//! Loading of weather/calendar files and composition into labeled samples.
use chrono::NaiveDateTime;
use rand::Rng;
use rand::seq::SliceRandom;

use std::path::Path;
use std::fs::File;
use std::io::{self, BufRead, BufReader};

use crate::checker;
use super::sample_struct::{Sample, WeatherRecord, CalendarEvent};


/// Visibility readings at or above this value are clamped to it.
const VISIBILITY_CEILING: f64 = 9999.0;

/// Summary prefix marking a flown flight (matched case-insensitively).
const FLOWN_PREFIX: &str = "ff";

/// Summary substring marking a cancelled flight
/// (matched case-insensitively; the calendar is kept in Slovak).
const CANCELLED_MARKER: &str = "zrušené";

const WEATHER_TIMESTAMP_FORMAT: &str = "%Y-%m-%dT%H:%M:%S";
const CALENDAR_TIMESTAMP_FORMAT: &str = "%Y%m%dT%H%M%SZ";

// Length of the UTC-offset suffix (`+01:00`) on weather timestamps.
const OFFSET_SUFFIX_LEN: usize = 6;


/// Read the weather history CSV at `path`.
/// See [`parse_weather`] for the expected format.
pub fn read_weather_csv<P>(path: P) -> io::Result<Vec<WeatherRecord>>
    where P: AsRef<Path>,
{
    let file = File::open(path)?;
    parse_weather(BufReader::new(file))
}


/// Parse weather history from a semicolon-separated CSV stream.
///
/// The first line is a header and is skipped.
/// Each following line holds a timestamp with a UTC-offset suffix
/// and the six readings in attribute order.
/// Visibility is clamped to the sensor ceiling of `9999` m.
/// Malformed lines surface as `InvalidData` errors.
pub fn parse_weather<R>(reader: R) -> io::Result<Vec<WeatherRecord>>
    where R: BufRead,
{
    let mut lines = reader.lines();

    // Header
    if lines.next().transpose()?.is_none() {
        return Err(invalid_data("The weather CSV is empty"));
    }

    let mut records = Vec::new();
    for line in lines {
        let line = line?;
        if line.trim().is_empty() { continue; }

        let fields = line.split(';').collect::<Vec<_>>();
        if fields.len() < 7 {
            return Err(invalid_data(format!(
                "Expected 7 semicolon-separated fields, got {}: {line}",
                fields.len()
            )));
        }

        let date = parse_weather_timestamp(fields[0])?;
        let max_temp       = parse_reading(fields[1])?;
        let cloud_cover    = parse_reading(fields[2])?;
        let precipitation  = parse_reading(fields[3])?;
        let visibility     = parse_reading(fields[4])?.min(VISIBILITY_CEILING);
        let wind_direction = parse_reading(fields[5])?;
        let wind_speed     = parse_reading(fields[6])?;

        records.push(WeatherRecord {
            date,
            max_temp,
            cloud_cover,
            precipitation,
            visibility,
            wind_direction,
            wind_speed,
        });
    }

    Ok(records)
}


/// Read the flight calendar (ICS) at `path`.
/// See [`parse_calendar`] for the recognized lines.
pub fn read_calendar<P>(path: P) -> io::Result<Vec<CalendarEvent>>
    where P: AsRef<Path>,
{
    let file = File::open(path)?;
    parse_calendar(BufReader::new(file))
}


/// Parse calendar events from an ICS stream.
///
/// Only `BEGIN:VEVENT`, `SUMMARY:`, `DTSTART:`, and `END:VEVENT`
/// lines are interpreted; everything else is passed over.
/// An event missing its summary or carrying an unparseable start time
/// is dropped, not reported.
pub fn parse_calendar<R>(reader: R) -> io::Result<Vec<CalendarEvent>>
    where R: BufRead,
{
    let mut events = Vec::new();

    let mut summary: Option<String> = None;
    let mut date: Option<NaiveDateTime> = None;

    for line in reader.lines() {
        let line = line?;

        if line.starts_with("BEGIN:VEVENT") {
            summary = None;
            date = None;
        } else if let Some(rest) = line.strip_prefix("SUMMARY:") {
            summary = Some(rest.trim().to_string());
        } else if let Some(rest) = line.strip_prefix("DTSTART:") {
            date = NaiveDateTime::parse_from_str(
                rest.trim(), CALENDAR_TIMESTAMP_FORMAT
            ).ok();
        } else if line.starts_with("END:VEVENT") {
            if let (Some(summary), Some(date)) = (summary.take(), date.take()) {
                events.push(CalendarEvent { summary, date });
            }
        }
    }

    Ok(events)
}


/// Compose weather records and calendar events into labeled samples.
///
/// Events outside the weather date range are discarded.
/// A weather day enters the output only if at least one flown flight
/// (summary prefixed `FF`) or one cancellation
/// (summary containing `zrušené`) falls on the same calendar date.
/// The label is `true` iff the day saw no cancellation.
pub fn compose(
    records: &[WeatherRecord],
    events: &[CalendarEvent],
) -> Vec<Sample>
{
    let Some(min_date) = records.iter().map(|r| r.date).min() else {
        return Vec::new();
    };
    let max_date = records.iter().map(|r| r.date).max().unwrap();

    let in_range = events.iter()
        .filter(|e| min_date <= e.date && e.date <= max_date)
        .collect::<Vec<_>>();

    let flown = in_range.iter()
        .copied()
        .filter(|e| e.summary.to_lowercase().starts_with(FLOWN_PREFIX))
        .collect::<Vec<_>>();
    let cancelled = in_range.iter()
        .copied()
        .filter(|e| e.summary.to_lowercase().contains(CANCELLED_MARKER))
        .collect::<Vec<_>>();

    records.iter()
        .filter_map(|record| {
            let day = record.date.date();
            let flown_today = flown.iter()
                .any(|e| e.date.date() == day);
            let cancelled_today = cancelled.iter()
                .any(|e| e.date.date() == day);

            if flown_today || cancelled_today {
                Some(record.labeled(!cancelled_today))
            } else {
                None
            }
        })
        .collect()
}


/// Split `samples` into a training and a test set,
/// stratified by class.
///
/// `n_positive`/`n_negative` positively/negatively labeled samples are
/// drawn into the training set after a Fisher-Yates shuffle per class;
/// everything left over becomes the test set.
/// Both output sets are shuffled again so class runs do not survive.
/// Requesting more samples than a class holds is a precondition panic.
pub fn stratified_split<R>(
    samples: &[Sample],
    n_positive: usize,
    n_negative: usize,
    rng: &mut R,
) -> (Vec<Sample>, Vec<Sample>)
    where R: Rng,
{
    let (mut positives, mut negatives): (Vec<Sample>, Vec<Sample>) =
        samples.iter().copied().partition(|s| s.label());

    checker::check_class_counts(n_positive, positives.len(), "positive");
    checker::check_class_counts(n_negative, negatives.len(), "negative");

    positives.shuffle(rng);
    negatives.shuffle(rng);

    let rest_positives = positives.split_off(n_positive);
    let rest_negatives = negatives.split_off(n_negative);

    let mut train = positives;
    train.extend(negatives);
    let mut test = rest_positives;
    test.extend(rest_negatives);

    train.shuffle(rng);
    test.shuffle(rng);

    (train, test)
}


fn parse_weather_timestamp(field: &str) -> io::Result<NaiveDateTime> {
    let field = field.trim();
    if field.len() <= OFFSET_SUFFIX_LEN {
        return Err(invalid_data(format!("Truncated timestamp: {field}")));
    }
    let stripped = &field[..field.len() - OFFSET_SUFFIX_LEN];

    NaiveDateTime::parse_from_str(stripped, WEATHER_TIMESTAMP_FORMAT)
        .map_err(|e| invalid_data(format!("Bad timestamp {field}: {e}")))
}


fn parse_reading(field: &str) -> io::Result<f64> {
    field.trim()
        .parse::<f64>()
        .map_err(|e| invalid_data(format!("Bad reading {field:?}: {e}")))
}


fn invalid_data<E>(message: E) -> io::Error
    where E: Into<String>,
{
    io::Error::new(io::ErrorKind::InvalidData, message.into())
}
---
== Work task ==
Scan the entries above for the string "matched", and copy every line where it turns up.

== Response to the task ==
/// Summary prefix marking a flown flight (matched case-insensitively).
/// (matched case-insensitively; the calendar is kept in Slovak).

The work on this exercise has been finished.